- DATA EXTRACT -
= Beginning of Section =

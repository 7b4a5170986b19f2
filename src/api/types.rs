//! Response types for the WiGLE file API.

use serde::Deserialize;

/// One page of the upload-transaction listing.
#[derive(Debug, Deserialize)]
pub struct TransactionPage {
    /// Transactions on this page. An absent or empty array means the
    /// listing is exhausted.
    #[serde(default)]
    pub results: Vec<Transaction>,
}

/// One upload-transaction record from the listing.
///
/// The listing carries more fields (file name, observation counts, wait
/// queue position) than this tool consumes; only the identifier matters
/// here, since it doubles as the remote download key and the local
/// filename stem.
#[derive(Debug, Clone, Deserialize)]
pub struct Transaction {
    /// Opaque transaction identifier.
    #[serde(default)]
    pub transid: Option<String>,
}

impl Transaction {
    /// Returns the transaction id if present and non-empty.
    #[must_use]
    pub fn id(&self) -> Option<&str> {
        self.transid.as_deref().filter(|id| !id.is_empty())
    }
}
// SPDX-License-Identifier: Apache-2.0

//! Simulation-based equivalence checking of two netlists with the same
//! interface.
//!
//! Signals are matched by name: primary inputs, DFF outputs (as state), and on
//! the observation side primary outputs plus each DFF's next-state value.
//! This is how an optimized netlist is checked against its original, since
//! the optimizer preserves the names of every signal it keeps.

use std::collections::{BTreeMap, BTreeSet};

use rand::Rng;

use crate::behavior::BehaviorRegistry;
use crate::gate_sim::{eval_combinational, GateSimError, SignalValues};
use crate::levelize::{levelize, LevelizeError, LevelizedNetlist};
use crate::netlist::Netlist;

/// Largest number of free bits (inputs plus state) `exhaustive_equivalence`
/// will enumerate.
pub const MAX_EXHAUSTIVE_BITS: usize = 20;

#[derive(Debug)]
pub enum EquivalenceError {
    Levelize(LevelizeError),
    Simulation(GateSimError),
    InterfaceMismatch(String),
    TooManyBits { bits: usize, max: usize },
    /// `observed` names the differing output or next-state bit; `assignment`
    /// is the input/state vector that exposed it.
    Counterexample {
        observed: String,
        assignment: Vec<(String, bool)>,
    },
}

impl std::fmt::Display for EquivalenceError {
    fn fmt(&self, f: &mut std::fmt::Formatter<'_>) -> std::fmt::Result {
        match self {
            EquivalenceError::Levelize(e) => write!(f, "{}", e),
            EquivalenceError::Simulation(e) => write!(f, "{}", e),
            EquivalenceError::InterfaceMismatch(msg) => write!(f, "interface mismatch: {}", msg),
            EquivalenceError::TooManyBits { bits, max } => write!(
                f,
                "{} free bits exceed the exhaustive limit of {}",
                bits, max
            ),
            EquivalenceError::Counterexample {
                observed,
                assignment,
            } => {
                let assignment: Vec<String> = assignment
                    .iter()
                    .map(|(name, v)| format!("{}={}", name, *v as u8))
                    .collect();
                write!(f, "'{}' differs under {}", observed, assignment.join(" "))
            }
        }
    }
}

impl std::error::Error for EquivalenceError {}

impl From<LevelizeError> for EquivalenceError {
    fn from(e: LevelizeError) -> Self {
        EquivalenceError::Levelize(e)
    }
}

impl From<GateSimError> for EquivalenceError {
    fn from(e: GateSimError) -> Self {
        EquivalenceError::Simulation(e)
    }
}

/// One side of the comparison, with its free and observed bits by name.
struct Side {
    levelized: LevelizedNetlist,
    input_names: Vec<String>,
    state_names: Vec<String>,
}

impl Side {
    fn new(
        netlist: &Netlist,
        behaviors: Option<&BehaviorRegistry>,
    ) -> Result<Self, EquivalenceError> {
        let mut levelized = levelize(netlist)?;
        levelized.behaviors = behaviors.cloned();
        let input_names = netlist
            .primary_inputs
            .iter()
            .map(|s| netlist.signal_name(*s))
            .collect();
        let state_names = netlist.dffs.iter().map(|d| netlist.signal_name(d.q)).collect();
        Ok(Side {
            levelized,
            input_names,
            state_names,
        })
    }

    fn run(
        &self,
        assignment: &BTreeMap<String, bool>,
    ) -> Result<BTreeMap<String, bool>, EquivalenceError> {
        let inputs: Vec<bool> = self.input_names.iter().map(|n| assignment[n]).collect();
        let state: Vec<bool> = self.state_names.iter().map(|n| assignment[n]).collect();
        let values: SignalValues = eval_combinational(&self.levelized, &inputs, &state)?;
        let netlist = &self.levelized.netlist;
        let mut observed = BTreeMap::new();
        for po in &netlist.primary_outputs {
            observed.insert(netlist.signal_name(*po), values.get(*po));
        }
        for (dff, name) in netlist.dffs.iter().zip(&self.state_names) {
            observed.insert(format!("{}.next", name), values.get(dff.d));
        }
        Ok(observed)
    }

    fn free_bits(&self) -> BTreeSet<&String> {
        self.input_names.iter().chain(&self.state_names).collect()
    }
}

fn prepare(
    lhs: &Netlist,
    rhs: &Netlist,
    behaviors: Option<&BehaviorRegistry>,
) -> Result<(Side, Side, Vec<String>), EquivalenceError> {
    let l = Side::new(lhs, behaviors)?;
    let r = Side::new(rhs, behaviors)?;
    let free: Vec<String> = {
        let (lf, rf) = (l.free_bits(), r.free_bits());
        if lf != rf {
            return Err(EquivalenceError::InterfaceMismatch(format!(
                "inputs/state present on one side only: {:?}",
                lf.symmetric_difference(&rf).collect::<Vec<_>>()
            )));
        }
        lf.into_iter().cloned().collect()
    };
    let mut lo: Vec<String> = lhs.primary_outputs.iter().map(|s| lhs.signal_name(*s)).collect();
    let mut ro: Vec<String> = rhs.primary_outputs.iter().map(|s| rhs.signal_name(*s)).collect();
    lo.sort();
    ro.sort();
    if lo != ro {
        return Err(EquivalenceError::InterfaceMismatch(format!(
            "outputs differ: {:?} vs {:?}",
            lo, ro
        )));
    }
    Ok((l, r, free))
}

fn compare(
    l: &Side,
    r: &Side,
    assignment: &BTreeMap<String, bool>,
) -> Result<(), EquivalenceError> {
    let lv = l.run(assignment)?;
    let rv = r.run(assignment)?;
    for (name, v) in &lv {
        if rv.get(name) != Some(v) {
            return Err(EquivalenceError::Counterexample {
                observed: name.clone(),
                assignment: assignment.iter().map(|(k, v)| (k.clone(), *v)).collect(),
            });
        }
    }
    Ok(())
}

/// Compares the netlists on `samples` random input/state vectors.
pub fn random_equivalence<R: Rng>(
    lhs: &Netlist,
    rhs: &Netlist,
    behaviors: Option<&BehaviorRegistry>,
    samples: usize,
    rng: &mut R,
) -> Result<(), EquivalenceError> {
    let (l, r, free) = prepare(lhs, rhs, behaviors)?;
    for _ in 0..samples {
        let assignment: BTreeMap<String, bool> =
            free.iter().map(|n| (n.clone(), rng.gen::<bool>())).collect();
        compare(&l, &r, &assignment)?;
    }
    log::info!(
        "random_equivalence; '{}' vs '{}' agree on {} samples",
        lhs.name,
        rhs.name,
        samples
    );
    Ok(())
}

/// Compares the netlists on every input/state vector.
pub fn exhaustive_equivalence(
    lhs: &Netlist,
    rhs: &Netlist,
    behaviors: Option<&BehaviorRegistry>,
) -> Result<(), EquivalenceError> {
    let (l, r, free) = prepare(lhs, rhs, behaviors)?;
    if free.len() > MAX_EXHAUSTIVE_BITS {
        return Err(EquivalenceError::TooManyBits {
            bits: free.len(),
            max: MAX_EXHAUSTIVE_BITS,
        });
    }
    for word in 0..(1u64 << free.len()) {
        let assignment: BTreeMap<String, bool> = free
            .iter()
            .enumerate()
            .map(|(i, n)| (n.clone(), (word >> i) & 1 == 1))
            .collect();
        compare(&l, &r, &assignment)?;
    }
    Ok(())
}
// SPDX-License-Identifier: Apache-2.0

//! Reference evaluator for levelized netlists.
//!
//! Evaluates gates and behavioral modules strictly in level order, one bit per
//! signal. Intrinsic outputs read as 0. This is a checking aid for the
//! optimizer and levelizer, not a performance simulator.

use bitvec::vec::BitVec;

use crate::behavior::BehaviorError;
use crate::levelize::LevelizedNetlist;
use crate::netlist::{NandGate, SignalId};

/// One bit per signal slot, indexed by signal id.
#[derive(Debug, Clone, PartialEq, Eq)]
pub struct SignalValues {
    bits: BitVec,
}

impl SignalValues {
    fn new(slots: usize) -> Self {
        SignalValues {
            bits: BitVec::repeat(false, slots),
        }
    }

    pub fn get(&self, signal: SignalId) -> bool {
        self.bits.get(signal.0).map(|b| *b).unwrap_or(false)
    }

    fn set(&mut self, signal: SignalId, value: bool) {
        if signal.0 < self.bits.len() {
            self.bits.set(signal.0, value);
        }
    }
}

#[derive(Debug, PartialEq, Eq)]
pub enum GateSimError {
    InputCount { expected: usize, actual: usize },
    StateCount { expected: usize, actual: usize },
    Behavior(BehaviorError),
}

impl std::fmt::Display for GateSimError {
    fn fmt(&self, f: &mut std::fmt::Formatter<'_>) -> std::fmt::Result {
        match self {
            GateSimError::InputCount { expected, actual } => {
                write!(f, "expected {} primary input values, got {}", expected, actual)
            }
            GateSimError::StateCount { expected, actual } => {
                write!(f, "expected {} DFF state values, got {}", expected, actual)
            }
            GateSimError::Behavior(e) => write!(f, "{}", e),
        }
    }
}

impl std::error::Error for GateSimError {}

impl From<BehaviorError> for GateSimError {
    fn from(e: BehaviorError) -> Self {
        GateSimError::Behavior(e)
    }
}

/// Settles the combinational logic for one cycle. `inputs` follows
/// `primary_inputs` order and `dff_state` follows `dffs` order.
pub fn eval_combinational<A>(
    levelized: &LevelizedNetlist<A>,
    inputs: &[bool],
    dff_state: &[bool],
) -> Result<SignalValues, GateSimError> {
    let netlist = &levelized.netlist;
    if inputs.len() != netlist.primary_inputs.len() {
        return Err(GateSimError::InputCount {
            expected: netlist.primary_inputs.len(),
            actual: inputs.len(),
        });
    }
    if dff_state.len() != netlist.dffs.len() {
        return Err(GateSimError::StateCount {
            expected: netlist.dffs.len(),
            actual: dff_state.len(),
        });
    }

    let mut values = SignalValues::new(netlist.signal_slots());
    for s in &netlist.signals {
        if let Some(v) = s.constant_value() {
            values.set(s.id, v);
        }
    }
    for (pi, v) in netlist.primary_inputs.iter().zip(inputs) {
        values.set(*pi, *v);
    }
    for (dff, v) in netlist.dffs.iter().zip(dff_state) {
        values.set(dff.q, *v);
    }

    for (level, gates) in levelized.levels.iter().enumerate() {
        for gate in gates {
            let v = NandGate::eval(values.get(gate.in1), values.get(gate.in2));
            values.set(gate.out, v);
        }
        for &index in &levelized.behavioral_levels[level] {
            let module = &netlist.behavioral_modules[index];
            let registry = levelized
                .behaviors
                .as_ref()
                .ok_or_else(|| BehaviorError::UnknownModule(module.module_name.clone()))?;
            let args = module.pack_inputs(|s| values.get(s));
            let words = registry.call(&module.module_name, &args)?;
            for (s, v) in module.unpack_outputs(&words) {
                values.set(s, v);
            }
        }
    }
    Ok(values)
}

/// The DFF state after a clock edge: each DFF latches its `d` value.
pub fn step_clock<A>(levelized: &LevelizedNetlist<A>, values: &SignalValues) -> Vec<bool> {
    levelized
        .netlist
        .dffs
        .iter()
        .map(|dff| values.get(dff.d))
        .collect()
}

/// Reset-value state for every DFF.
pub fn reset_state<A>(levelized: &LevelizedNetlist<A>) -> Vec<bool> {
    levelized
        .netlist
        .dffs
        .iter()
        .map(|dff| dff.reset_value)
        .collect()
}

pub fn output_values<A>(levelized: &LevelizedNetlist<A>, values: &SignalValues) -> Vec<bool> {
    levelized
        .netlist
        .primary_outputs
        .iter()
        .map(|s| values.get(*s))
        .collect()
}

#[cfg(test)]
mod tests {
    use super::*;
    use crate::behavior::expr::{BehaviorExpr, ExprModule, ExprOutput, ExprProgram};
    use crate::levelize::{levelize, levelize_with_program};
    use crate::netlist::builder::NetlistBuilder;
    use crate::netlist::Port;
    use pretty_assertions::assert_eq;
    use test_case::test_case;

    #[test_case(false, false, false)]
    #[test_case(false, true, true)]
    #[test_case(true, false, true)]
    #[test_case(true, true, false)]
    fn test_xor(a: bool, b: bool, want: bool) {
        let mut builder = NetlistBuilder::new("xor");
        let x = builder.add_input("a");
        let y = builder.add_input("b");
        let z = builder.add_xor(x, y);
        builder.add_output("z", z);
        let l = levelize(&builder.build()).unwrap();
        let values = eval_combinational(&l, &[a, b], &[]).unwrap();
        assert_eq!(output_values(&l, &values), vec![want]);
    }

    #[test]
    fn test_toggle_flop_counts() {
        let mut b = NetlistBuilder::new("toggle");
        let clk = b.add_clock("clk");
        let q = b.add_wire("q");
        let d = b.add_not(q);
        b.add_dff_to(d, clk, q, false);
        b.add_output("q_out", d);
        let l = levelize(&b.build()).unwrap();
        let mut state = reset_state(&l);
        let mut seen = Vec::new();
        for _ in 0..4 {
            let values = eval_combinational(&l, &[false], &state).unwrap();
            seen.push(values.get(q));
            state = step_clock(&l, &values);
        }
        assert_eq!(seen, vec![false, true, false, true]);
    }

    #[test]
    fn test_behavioral_module_is_evaluated() {
        let mut b = NetlistBuilder::new("t");
        let xs = b.add_input_bus("x", 2);
        let outs = b.add_behavioral("u0", "inc", vec![Port::new("x", xs)], &[("y", 2)]);
        b.add_output("y0", outs[0][0]);
        b.add_output("y1", outs[0][1]);
        let program = ExprProgram {
            modules: vec![ExprModule {
                name: "inc".to_string(),
                input_widths: vec![2],
                outputs: vec![ExprOutput {
                    width: 2,
                    expr: BehaviorExpr::Add {
                        lhs: Box::new(BehaviorExpr::Input { index: 0 }),
                        rhs: Box::new(BehaviorExpr::Const { value: 1 }),
                    },
                }],
            }],
        };
        let n = b.build();
        let l = levelize_with_program(&n, Some(&program)).unwrap();
        // x = 0b01 -> y = 0b10
        let values = eval_combinational(&l, &[true, false], &[]).unwrap();
        assert_eq!(output_values(&l, &values), vec![false, true]);

        let bare = levelize(&n).unwrap();
        assert!(matches!(
            eval_combinational(&bare, &[true, false], &[]),
            Err(GateSimError::Behavior(BehaviorError::UnknownModule(_)))
        ));
    }

    #[test]
    fn test_input_count_is_checked() {
        let mut b = NetlistBuilder::new("t");
        b.add_input("a");
        let l = levelize(&b.build()).unwrap();
        assert_eq!(
            eval_combinational(&l, &[], &[]),
            Err(GateSimError::InputCount {
                expected: 1,
                actual: 0
            })
        );
    }
}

= End of Section =

- TASK DESCRIPTION -
Report each line of the material above where the word "next" appears.

- WRITTEN REPLY -
//! the observation side primary outputs plus each DFF's next-state value.
    /// `observed` names the differing output or next-state bit; `assignment`
            observed.insert(format!("{}.next", name), values.get(dff.d));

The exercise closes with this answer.